Dean lay down, head on the pillows. “Does the shower work?”

“Let me check. Yeah, it works.”

“It’s a start.” While Sam pissed, it occurred to Dean to check something else, so he scooted to the edge of the bed to open the drawer – huh. He hadn’t been expecting that. Maybe some things really were universal.

Sam made a face at the book Dean was reading. “Do those things come industry-standard?”

“That or they grow like mushrooms in damp motel rooms.”

“Well. Okay.” Sam rooted around in the desk and grabbed a pen. “Time to get started.”

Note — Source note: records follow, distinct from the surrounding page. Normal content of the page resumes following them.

pub mod types;
pub mod validation;

use clap::Parser;

pub use types::{Args, CleanArgs};

/// Parses the command line (and environment) and exits with a message if the
/// combination is unusable.
#[must_use]
pub fn args_checks() -> CleanArgs {
    let args = Args::parse();
    match args.validate() {
        Ok(clean) => clean,
        Err(e) => {
            eprintln!("Error: {e}");
            std::process::exit(2);
        }
    }
}
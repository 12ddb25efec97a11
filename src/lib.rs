pub mod args;
pub mod error;
pub mod model;
pub mod mvu;
pub mod view;
pub mod controller {
    pub mod api;
    pub mod segments;
    pub mod state;
    pub mod strava;
}

const HTMX_PATH: &str = "https://unpkg.com/htmx.org@1.9.12";
const LEAFLET_CSS_PATH: &str = "https://unpkg.com/leaflet@1.9.4/dist/leaflet.css";
const LEAFLET_JS_PATH: &str = "https://unpkg.com/leaflet@1.9.4/dist/leaflet.js";

pub use controller::segments::configure;
pub use controller::state::AppState;
pub use error::{AppError, AppResult};
//! Encoded polyline codec.
//!
//! Each coordinate is scaled by 1e5, rounded, and written as the zig-zag
//! delta from the previous point in 5-bit chunks offset by 63, latitude first.

use serde::{Deserialize, Serialize};
use thiserror::Error;

pub const PRECISION: f64 = 1e5;

const CHUNK_BITS: u32 = 5;
const CHUNK_MASK: i64 = 0x1f;
const CONTINUATION: i64 = 0x20;
const OFFSET: u8 = 63;

#[derive(Serialize, Deserialize, Clone, Copy, Debug, PartialEq)]
pub struct LatLng {
    pub lat: f64,
    pub lng: f64,
}

impl LatLng {
    #[must_use]
    pub fn new(lat: f64, lng: f64) -> Self {
        Self { lat, lng }
    }

    #[must_use]
    pub fn as_pair(&self) -> [f64; 2] {
        [self.lat, self.lng]
    }
}

#[derive(Serialize, Clone, Copy, Debug, PartialEq)]
pub struct Bounds {
    pub south_west: LatLng,
    pub north_east: LatLng,
}

#[derive(Error, Debug, Clone, PartialEq, Eq)]
pub enum PolylineError {
    #[error("invalid character {ch:?} at index {index}")]
    InvalidChar { index: usize, ch: char },
    #[error("input ends mid-value at index {index}")]
    Truncated { index: usize },
    #[error("value starting before index {index} does not fit in 64 bits")]
    Overflow { index: usize },
}

/// Decodes an encoded polyline into points.
///
/// # Errors
///
/// Returns `Err` on characters outside `'?'..='~'`, on a value whose last
/// chunk still carries the continuation bit, or on a latitude with no
/// longitude after it.
pub fn decode(encoded: &str) -> Result<Vec<LatLng>, PolylineError> {
    let bytes = encoded.as_bytes();
    let mut points = Vec::new();
    let mut index = 0;
    let mut lat: i64 = 0;
    let mut lng: i64 = 0;

    while index < bytes.len() {
        let (dlat, next) = read_value(bytes, index)?;
        if next >= bytes.len() {
            return Err(PolylineError::Truncated { index: next });
        }
        let (dlng, next) = read_value(bytes, next)?;
        index = next;

        lat += dlat;
        lng += dlng;
        points.push(LatLng::new(lat as f64 / PRECISION, lng as f64 / PRECISION));
    }

    Ok(points)
}

fn read_value(bytes: &[u8], start: usize) -> Result<(i64, usize), PolylineError> {
    let mut index = start;
    let mut shift = 0;
    let mut result: i64 = 0;

    loop {
        let Some(&byte) = bytes.get(index) else {
            return Err(PolylineError::Truncated { index });
        };
        if !(OFFSET..=b'~').contains(&byte) {
            return Err(PolylineError::InvalidChar {
                index,
                ch: char::from(byte),
            });
        }
        if shift >= 64 - CHUNK_BITS {
            return Err(PolylineError::Overflow { index });
        }
        let chunk = i64::from(byte - OFFSET);
        result |= (chunk & CHUNK_MASK) << shift;
        shift += CHUNK_BITS;
        index += 1;
        if chunk < CONTINUATION {
            break;
        }
    }

    let value = if result & 1 == 1 {
        !(result >> 1)
    } else {
        result >> 1
    };
    Ok((value, index))
}

/// Encodes points, rounding each coordinate to five decimal places.
#[must_use]
pub fn encode(points: &[LatLng]) -> String {
    let mut out = String::new();
    let mut prev_lat: i64 = 0;
    let mut prev_lng: i64 = 0;

    for point in points {
        let lat = scale(point.lat);
        let lng = scale(point.lng);
        write_value(&mut out, lat - prev_lat);
        write_value(&mut out, lng - prev_lng);
        prev_lat = lat;
        prev_lng = lng;
    }

    out
}

fn scale(coord: f64) -> i64 {
    (coord * PRECISION).round() as i64
}

fn write_value(out: &mut String, value: i64) {
    let mut v = if value < 0 { !(value << 1) } else { value << 1 };
    while v >= CONTINUATION {
        out.push(char::from(((CONTINUATION | (v & CHUNK_MASK)) as u8) + OFFSET));
        v >>= CHUNK_BITS;
    }
    out.push(char::from((v as u8) + OFFSET));
}

/// Smallest box holding every point; `None` for an empty path.
#[must_use]
pub fn bounds(points: &[LatLng]) -> Option<Bounds> {
    let first = points.first()?;
    let mut south_west = *first;
    let mut north_east = *first;
    for p in &points[1..] {
        south_west.lat = south_west.lat.min(p.lat);
        south_west.lng = south_west.lng.min(p.lng);
        north_east.lat = north_east.lat.max(p.lat);
        north_east.lng = north_east.lng.max(p.lng);
    }
    Some(Bounds {
        south_west,
        north_east,
    })
}
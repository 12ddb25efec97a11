use maud::Markup;
use std::collections::HashMap;
use std::hash::BuildHasher;

use crate::controller::state::AppState;
use crate::error::AppError;
use crate::model::{ClaimMap, Listing, Segment, TableState, build_listing, overlay_claims};
use crate::view::segments::render_segment_table;

#[derive(Debug, Clone)]
pub struct SegmentsModel {
    pub table: TableState,
    pub flash: Option<String>,
    pub segments: Option<Vec<Segment>>,
    pub claims: Option<ClaimMap>,
    pub listing: Option<Listing>,
    pub markup: Option<Markup>,
    pub error: Option<AppError>,
}

impl SegmentsModel {
    #[must_use]
    pub fn new(table: TableState) -> Self {
        Self {
            table,
            flash: None,
            segments: None,
            claims: None,
            listing: None,
            markup: None,
            error: None,
        }
    }

    #[must_use]
    pub fn with_flash(mut self, flash: impl Into<String>) -> Self {
        self.flash = Some(flash.into());
        self
    }
}

#[derive(Debug, Clone)]
pub enum Msg {
    PageLoad,
    SegmentsLoaded(Vec<Segment>),
    ClaimsLoaded(ClaimMap),
    Rendered(Markup),
    Failed(AppError),
}

#[derive(Debug, Clone)]
pub enum Effect {
    LoadSegments,
    LoadClaims,
    RenderTemplate,
}

fn build_if_ready(model: &mut SegmentsModel) -> Vec<Effect> {
    if let (Some(segments), Some(claims)) = (model.segments.as_mut(), model.claims.as_ref()) {
        overlay_claims(segments, claims);
        model.listing = Some(build_listing(
            segments,
            &model.table.filter,
            model.table.sort,
            model.table.pagination,
        ));
        vec![Effect::RenderTemplate]
    } else {
        vec![]
    }
}

pub fn update(model: &mut SegmentsModel, msg: Msg) -> Vec<Effect> {
    match msg {
        Msg::PageLoad => vec![Effect::LoadSegments, Effect::LoadClaims],
        Msg::SegmentsLoaded(segments) => {
            model.segments = Some(segments);
            build_if_ready(model)
        }
        Msg::ClaimsLoaded(claims) => {
            model.claims = Some(claims);
            build_if_ready(model)
        }
        Msg::Rendered(markup) => {
            model.markup = Some(markup);
            vec![]
        }
        Msg::Failed(e) => {
            model.error = Some(e);
            vec![]
        }
    }
}

#[derive(Clone, Copy)]
pub struct Deps<'a> {
    pub state: &'a AppState,
}

pub async fn run_effect(effect: Effect, model: &SegmentsModel, deps: Deps<'_>) -> Msg {
    match effect {
        Effect::LoadSegments => match deps.state.api.list_segments().await {
            Ok(segments) => Msg::SegmentsLoaded(segments),
            Err(e) => Msg::Failed(e),
        },
        Effect::LoadClaims => match deps.state.claims.lock().await.all_claims() {
            Ok(claims) => Msg::ClaimsLoaded(claims),
            Err(e) => Msg::Failed(e),
        },
        Effect::RenderTemplate => match model.listing.as_ref() {
            Some(listing) => Msg::Rendered(render_segment_table(
                listing,
                &model.table,
                model.flash.as_deref(),
            )),
            None => Msg::Failed(AppError::Other("Render requested before data loaded".into())),
        },
    }
}

/// Parse query params into a `SegmentsModel`.
#[must_use]
pub fn decode_request_to_model<S: BuildHasher>(
    query: &HashMap<String, String, S>,
    default_page_size: usize,
) -> SegmentsModel {
    SegmentsModel::new(TableState::from_query(query, default_page_size))
}
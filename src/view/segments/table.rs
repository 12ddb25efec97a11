use maud::{Markup, html};

use super::utils::{action_url, sort_indicator};
use crate::model::{
    ClaimFilter, Listing, PageInfo, Segment, SortColumn, StatusFilter, TableState, format_count,
    format_date, format_distance, format_duration, format_elevation, format_pace, or_placeholder,
};

const TARGET: &str = "#segments";

#[must_use]
pub fn render_segment_table(listing: &Listing, state: &TableState, flash: Option<&str>) -> Markup {
    html! {
        @if let Some(message) = flash {
            p class="flash" role="status" { (message) }
        }

        (render_filter_form(state))

        table class="styled-table segment-table" {
            thead {
                tr {
                    @for column in SortColumn::ALL {
                        @let next = state.with_sort_toggled(column);
                        th data-column=(column.as_str()) {
                            a href="#"
                                hx-get=(format!("segments?{}", next.query_string()))
                                hx-target=(TARGET) hx-swap="innerHTML" {
                                (column.label())
                                @if let Some(arrow) = sort_indicator(state.sort, column) {
                                    " " span class="sort-indicator" { (arrow) }
                                }
                            }
                        }
                    }
                    th { "Actions" }
                }
            }
            tbody {
                @if listing.rows.is_empty() {
                    tr {
                        td colspan=(SortColumn::ALL.len() + 1) class="empty" {
                            @if listing.unfiltered_total == 0 {
                                "No segments yet."
                            } @else {
                                "No segments match the current filters."
                            }
                        }
                    }
                }
                @for segment in &listing.rows {
                    (render_segment_row(segment, state))
                }
            }
        }

        (render_pagination(&listing.page, state))
    }
}

fn render_segment_row(segment: &Segment, state: &TableState) -> Markup {
    let id = segment.id;
    html! {
        tr id=(format!("segment-{id}")) data-segment-id=(id) class=(if segment.completed { "completed" } else { "" }) {
            td class="name" {
                @if let Some(url) = &segment.strava_url {
                    a href=(url) target="_blank" rel="noopener" { (segment.name) }
                } @else {
                    (segment.name)
                }
            }
            td { (format_distance(segment.distance)) }
            td { (format_elevation(segment.elevation_gain)) }
            td { (format_elevation(segment.elevation_loss)) }
            td { (or_placeholder(segment.crown_holder.clone())) }
            td { (format_date(segment.crown_date)) }
            td { (format_duration(segment.crown_time)) }
            td { (format_pace(segment.crown_pace)) }
            td { (format_duration(segment.pb_time)) }
            td { (format_pace(segment.pb_pace)) }
            td { (format_count(segment.pb_attempts)) }
            td { (format_count(segment.attempts)) }
            td { (or_placeholder(segment.difficulty.clone())) }
            td { (format_date(segment.last_attempt_date)) }
            td class="claim" {
                form hx-post=(action_url(id, "claim", state)) hx-target=(TARGET) hx-swap="innerHTML" {
                    input type="text" name="claim" placeholder="Your name"
                        value=(segment.claim.clone().unwrap_or_default());
                    button type="submit" { "Dibs" }
                }
                @if segment.is_claimed() {
                    button class="clear-claim"
                        hx-post=(action_url(id, "claim/clear", state))
                        hx-target=(TARGET) hx-swap="innerHTML" { "Clear" }
                }
            }
            td class="completed" {
                button class="toggle-complete"
                    hx-post=(action_url(id, "complete", state))
                    hx-target=(TARGET) hx-swap="innerHTML"
                    aria-pressed=(if segment.completed { "true" } else { "false" }) {
                    @if segment.completed { "✓" } @else { "○" }
                }
            }
            td class="actions" {
                @if segment.polyline.is_some() || segment.start().is_some() {
                    button class="show-map"
                        hx-get=(format!("segments/{id}/map"))
                        hx-target="#segment-map" hx-swap="innerHTML" { "Map" }
                }
                details class="crown-edit" {
                    summary { "Crown" }
                    (super::forms::render_crown_form(segment, state))
                }
                button class="delete"
                    hx-post=(action_url(id, "delete", state))
                    hx-target=(TARGET) hx-swap="innerHTML"
                    hx-confirm=(format!("Delete {}?", segment.name)) { "Delete" }
            }
        }
    }
}

fn render_filter_form(state: &TableState) -> Markup {
    html! {
        form class="segment-filter" hx-get="segments" hx-target=(TARGET) hx-swap="innerHTML" {
            input type="hidden" name="sort" value=(state.sort.column.as_str());
            input type="hidden" name="dir" value=(state.sort.direction.as_str());
            input type="hidden" name="size" value=(state.pagination.page_size);
            input type="search" name="q" placeholder="Search name, dibs, crown" value=(state.filter.query);
            select name="status" {
                @for (value, label) in [
                    (StatusFilter::All, "All"),
                    (StatusFilter::Completed, "Completed"),
                    (StatusFilter::Incomplete, "Not completed"),
                ] {
                    option value=(value.as_str()) selected[state.filter.status == value] { (label) }
                }
            }
            select name="claimed" {
                @for (value, label) in [
                    (ClaimFilter::All, "Any dibs"),
                    (ClaimFilter::Claimed, "Claimed"),
                    (ClaimFilter::Unclaimed, "Unclaimed"),
                ] {
                    option value=(value.as_str()) selected[state.filter.claim == value] { (label) }
                }
            }
            button type="submit" { "Filter" }
        }
    }
}

fn render_pagination(page: &PageInfo, state: &TableState) -> Markup {
    html! {
        nav class="pagination" {
            p class="page-summary" {
                @if page.total == 0 {
                    "No segments to show"
                } @else {
                    "Showing " (page.first_index + 1) "–" (page.last_index) " of " (page.total)
                }
            }
            button class="page-prev" disabled[!page.has_previous()]
                hx-get=(format!("segments?{}", state.with_page(page.page.saturating_sub(1).max(1)).query_string()))
                hx-target=(TARGET) hx-swap="innerHTML" { "Previous" }
            span class="page-number" { "Page " (page.page) " of " (page.page_count.max(1)) }
            button class="page-next" disabled[!page.has_next()]
                hx-get=(format!("segments?{}", state.with_page(page.page + 1).query_string()))
                hx-target=(TARGET) hx-swap="innerHTML" { "Next" }
        }
    }
}
impl RuleBasedIntentParser {
    #[must_use]
    pub fn new(pets: Arc<dyn PetDirectory>) -> Self {
        Self {
            pets,
            today: || Local::now().date_naive(),
        }
    }

    /// Fix the calendar day relative dates resolve against
    #[must_use]
    pub fn with_today(mut self, today: fn() -> NaiveDate) -> Self {
        self.today = today;
        self
    }

    fn parse(&self, transcript: &Transcript, context: &DialogContext) -> Result<Intent> {
        let text = normalize(&transcript.text);
        if text.is_empty() {
            return Err(Error::Parse("empty transcript".to_string()));
        }

        let Some(rule) = RULES.iter().find(|r| r.pattern.is_match(&text)) else {
            tracing::debug!(transcript = %text, "no phrase rule matched");
            return Ok(Intent::unrecognized(transcript.text.trim()));
        };

        let page = (rule.action == IntentAction::Navigate)
            .then(|| PAGE.captures(&text).and_then(|c| c.get(1)))
            .flatten()
            .map(|m| canonical_page(m.as_str()));
        let target = page
            .and_then(CommandTarget::from_name)
            .unwrap_or(rule.target);

        let mut builder = Intent::builder(rule.action, target.as_str(), transcript.text.trim())
            .confidence(transcript.confidence)
            .priority(rule.priority);

        if rule.action == IntentAction::Navigate {
            builder = builder.parameter("page", json!(target.as_str()));
            if let Some(page) = page {
                builder = builder.entity(Entity::new(EntityKind::Page, page));
            }
        }

        if rule.confirm {
            builder = builder.require_confirmation();
        }
        if URGENT.is_match(&text) {
            builder = builder.priority(Priority::High);
        }

        let species = SPECIES
            .captures(&text)
            .and_then(|c| c.get(1))
            .map(|m| normalize_species(m.as_str()));
        if let Some(species) = &species {
            builder = builder
                .entity(Entity::new(EntityKind::Species, species.clone()))
                .parameter("species", json!(species));
        }

        if let Some(amount) = extract_amount(&text) {
            builder = builder
                .entity(Entity::new(EntityKind::Amount, format!("{amount:.2}")))
                .parameter("amount", json!(amount));
        }

        if let Some(word) = DATE.captures(&text).and_then(|c| c.get(1)) {
            builder = builder.entity(Entity::new(EntityKind::Date, word.as_str()));
            if let Some(date) = resolve_date(word.as_str(), (self.today)()) {
                builder = builder.parameter("date", json!(date.format("%Y-%m-%d").to_string()));
            }
        }

        if let Some(time) = extract_time(&text) {
            builder = builder
                .entity(Entity::new(EntityKind::Time, time.clone()))
                .parameter("time", json!(time));
        }

        builder = match self.resolve_pet(&text, species.as_deref(), context, rule.needs_pet) {
            PetResolution::Resolved(pet) => builder
                .parameter("pet_id", json!(pet.id))
                .parameter("pet", json!(pet.name))
                .entity(Entity::resolved(pet)),
            PetResolution::Ambiguous(ambiguity) => builder.ambiguity(ambiguity),
            PetResolution::None => builder,
        };

        let intent = builder.build();
        tracing::debug!(
            action = %intent.action(),
            target = %intent.target(),
            confidence = %intent.confidence(),
            ambiguous = intent.is_ambiguous(),
            "intent parsed"
        );
        Ok(intent)
    }

    /// Named pet, then the active pet, then the only pet, then ask
    fn resolve_pet(
        &self,
        text: &str,
        species: Option<&str>,
        context: &DialogContext,
        needs_pet: bool,
    ) -> PetResolution {
        let pets = self.pets.pets();

        if let Some(named) = pets.iter().find(|p| mentions(text, &p.name)) {
            return PetResolution::Resolved(named.to_ref());
        }
        if !needs_pet {
            return PetResolution::None;
        }

        let candidates: Vec<&PetRecord> = pets
            .iter()
            .filter(|p| species.is_none_or(|s| p.species.as_deref().is_none_or(|ps| ps == s)))
            .collect();

        if let Some(active) = context.active_pet()
            && candidates.iter().any(|p| p.id == active.id)
        {
            return PetResolution::Resolved(active.clone());
        }

        match candidates.as_slice() {
            [] => PetResolution::None,
            [only] => PetResolution::Resolved(only.to_ref()),
            many => PetResolution::Ambiguous(Ambiguity {
                kind: EntityKind::Pet,
                mention: species.map_or_else(|| "your pet".to_string(), |s| format!("your {s}")),
                candidates: many.iter().map(|p| p.to_ref()).collect(),
            }),
        }
    }
}
//! Host command surface
//!
//! The host application implements its pet, appointment, expense and health
//! features behind [`CommandHandler`]s registered in a [`CommandRegistry`].
//! The [`CommandDispatcher`] is the only caller and only accepts a
//! [`ConfirmedIntent`].

mod dispatcher;
mod registry;

use std::collections::BTreeMap;
use std::fmt;
use std::future::Future;
use std::sync::Arc;

use async_trait::async_trait;
use serde::{Deserialize, Serialize};

pub use dispatcher::{CommandDispatcher, DEFAULT_DISPATCH_TIMEOUT};
pub use registry::CommandRegistry;

use crate::Result;
use crate::dialog::{CommandResult, Entity, Intent, IntentAction, IntentId};

/// Closed set of host areas a command can target
#[derive(Debug, Clone, Copy, PartialEq, Eq, Hash, PartialOrd, Ord, Serialize, Deserialize)]
#[serde(rename_all = "snake_case")]
pub enum CommandTarget {
    Pets,
    Appointments,
    Expenses,
    Health,
    Reminders,
    Feed,
    Settings,
    Dashboard,
    Conversation,
    General,
}

impl CommandTarget {
    /// Every target, in display order
    pub const ALL: [Self; 10] = [
        Self::Pets,
        Self::Appointments,
        Self::Expenses,
        Self::Health,
        Self::Reminders,
        Self::Feed,
        Self::Settings,
        Self::Dashboard,
        Self::Conversation,
        Self::General,
    ];

    /// Stable lowercase name, also used as the intent target string
    #[must_use]
    pub const fn as_str(self) -> &'static str {
        match self {
            Self::Pets => "pets",
            Self::Appointments => "appointments",
            Self::Expenses => "expenses",
            Self::Health => "health",
            Self::Reminders => "reminders",
            Self::Feed => "feed",
            Self::Settings => "settings",
            Self::Dashboard => "dashboard",
            Self::Conversation => "conversation",
            Self::General => "general",
        }
    }

    /// Parse a target name, accepting singular forms and a few synonyms
    #[must_use]
    pub fn from_name(name: &str) -> Option<Self> {
        let target = match name.trim().to_lowercase().as_str() {
            "pets" | "pet" | "animals" => Self::Pets,
            "appointments" | "appointment" | "calendar" | "vet" => Self::Appointments,
            "expenses" | "expense" | "spending" => Self::Expenses,
            "health" | "medical" | "medications" | "medication" => Self::Health,
            "reminders" | "reminder" => Self::Reminders,
            "feed" | "feeding" | "food" => Self::Feed,
            "settings" | "preferences" => Self::Settings,
            "dashboard" | "home" => Self::Dashboard,
            "conversation" => Self::Conversation,
            "general" | "" => Self::General,
            _ => return None,
        };
        Some(target)
    }
}

impl fmt::Display for CommandTarget {
    fn fmt(&self, f: &mut fmt::Formatter<'_>) -> fmt::Result {
        f.write_str(self.as_str())
    }
}

/// Registration key for a host command
#[derive(Debug, Clone, Copy, PartialEq, Eq, Hash, PartialOrd, Ord)]
pub struct CommandKey {
    pub action: IntentAction,
    pub target: CommandTarget,
}

impl CommandKey {
    #[must_use]
    pub const fn new(action: IntentAction, target: CommandTarget) -> Self {
        Self { action, target }
    }
}

impl fmt::Display for CommandKey {
    fn fmt(&self, f: &mut fmt::Formatter<'_>) -> fmt::Result {
        write!(f, "{}:{}", self.action, self.target)
    }
}

/// What a host handler receives
#[derive(Debug, Clone, Serialize)]
pub struct CommandRequest {
    pub intent_id: IntentId,
    pub action: IntentAction,
    pub target: CommandTarget,
    pub parameters: BTreeMap<String, serde_json::Value>,
    pub entities: Vec<Entity>,
    pub transcript: String,
}

impl CommandRequest {
    fn from_intent(intent: &Intent, target: CommandTarget) -> Self {
        Self {
            intent_id: intent.id(),
            action: intent.action(),
            target,
            parameters: intent.parameters().clone(),
            entities: intent.entities().to_vec(),
            transcript: intent.transcript().to_string(),
        }
    }

    /// String parameter by name
    #[must_use]
    pub fn parameter_str(&self, name: &str) -> Option<&str> {
        self.parameters.get(name).and_then(serde_json::Value::as_str)
    }
}

/// A host command implementation
#[async_trait]
pub trait CommandHandler: Send + Sync {
    /// Run the command
    ///
    /// # Errors
    ///
    /// Any error is reported to the user as a failed result
    async fn execute(&self, request: CommandRequest) -> Result<CommandResult>;
}

struct FnHandler<F>(F);

#[async_trait]
impl<F, Fut> CommandHandler for FnHandler<F>
where
    F: Fn(CommandRequest) -> Fut + Send + Sync,
    Fut: Future<Output = Result<CommandResult>> + Send,
{
    async fn execute(&self, request: CommandRequest) -> Result<CommandResult> {
        (self.0)(request).await
    }
}

/// Wrap an async closure as a [`CommandHandler`]
pub fn handler_fn<F, Fut>(f: F) -> Arc<dyn CommandHandler>
where
    F: Fn(CommandRequest) -> Fut + Send + Sync + 'static,
    Fut: Future<Output = Result<CommandResult>> + Send + 'static,
{
    Arc::new(FnHandler(f))
}

/// How an intent was cleared for dispatch
#[derive(Debug, Clone, Copy, PartialEq, Eq)]
pub enum Clearance {
    /// Confident and unambiguous on its own
    Automatic,
    /// The user affirmed a confirmation prompt
    UserConfirmed,
}

/// An intent that is allowed to reach the dispatcher
///
/// Construction is the only gate: low-confidence intents need the user's
/// explicit confirmation and ambiguous intents are never accepted.
#[derive(Debug, Clone)]
pub struct ConfirmedIntent {
    intent: Intent,
    clearance: Clearance,
}

impl ConfirmedIntent {
    /// Clear an intent that needs no confirmation
    ///
    /// # Errors
    ///
    /// Hands the intent back if it needs confirmation or clarification
    pub fn auto(intent: Intent) -> std::result::Result<Self, Intent> {
        if intent.requires_confirmation() || intent.is_ambiguous() {
            return Err(intent);
        }
        Ok(Self {
            intent,
            clearance: Clearance::Automatic,
        })
    }

    /// Clear an intent the user explicitly affirmed
    ///
    /// # Errors
    ///
    /// Hands the intent back if it still carries ambiguities
    pub fn user_confirmed(intent: Intent) -> std::result::Result<Self, Intent> {
        if intent.is_ambiguous() {
            return Err(intent);
        }
        Ok(Self {
            intent,
            clearance: Clearance::UserConfirmed,
        })
    }

    #[must_use]
    pub const fn intent(&self) -> &Intent {
        &self.intent
    }

    #[must_use]
    pub const fn clearance(&self) -> Clearance {
        self.clearance
    }

    #[must_use]
    pub fn into_intent(self) -> Intent {
        self.intent
    }
}

#[cfg(test)]
mod tests {
    use super::*;
    use crate::dialog::{Ambiguity, EntityKind, EntityRef};

    #[test]
    fn target_names_round_trip() {
        for target in CommandTarget::ALL {
            assert_eq!(CommandTarget::from_name(target.as_str()), Some(target));
        }
        assert_eq!(CommandTarget::from_name("Pet"), Some(CommandTarget::Pets));
        assert_eq!(CommandTarget::from_name("spaceship"), None);
    }

    #[test]
    fn auto_clearance_rejects_low_confidence() {
        let intent = Intent::builder(IntentAction::Show, "pets", "show me my pets")
            .confidence(0.75)
            .build();

        let rejected = ConfirmedIntent::auto(intent).unwrap_err();
        let confirmed = ConfirmedIntent::user_confirmed(rejected).unwrap();
        assert_eq!(confirmed.clearance(), Clearance::UserConfirmed);
    }

    #[test]
    fn auto_clearance_accepts_threshold() {
        let intent = Intent::builder(IntentAction::Show, "pets", "show me my pets")
            .confidence(0.80)
            .build();
        assert!(ConfirmedIntent::auto(intent).is_ok());
    }

    #[test]
    fn ambiguous_intent_is_never_cleared() {
        let intent = Intent::builder(IntentAction::Show, "health", "how is my dog")
            .confidence(0.95)
            .ambiguity(Ambiguity {
                kind: EntityKind::Pet,
                mention: "my dog".into(),
                candidates: vec![EntityRef::pet("1", "Rex"), EntityRef::pet("2", "Bella")],
            })
            .build();

        let intent = ConfirmedIntent::auto(intent).unwrap_err();
        assert!(ConfirmedIntent::user_confirmed(intent).is_err());
    }
}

Dean smiled and passed the Gideon Bible over, leaving Sam to write his own footnotes about the right translation for Hebrew-to-English-by-way-of-Latin. He’d done that for years when they were on the road together with Dad, and Dean rolled his head around on the pillow to get comfortable and Sam clicked the pen open, shut, open, shut. With Sam busy like that and Dean tired like this, he could almost pretend they were nineteen and fifteen again, and Dad was out killing a ghost, and he’d be back in tomorrow and – no. He sighed and opened his eyes. There wasn’t time for that.

“Do you ever wonder what the next guests think of your commentary?”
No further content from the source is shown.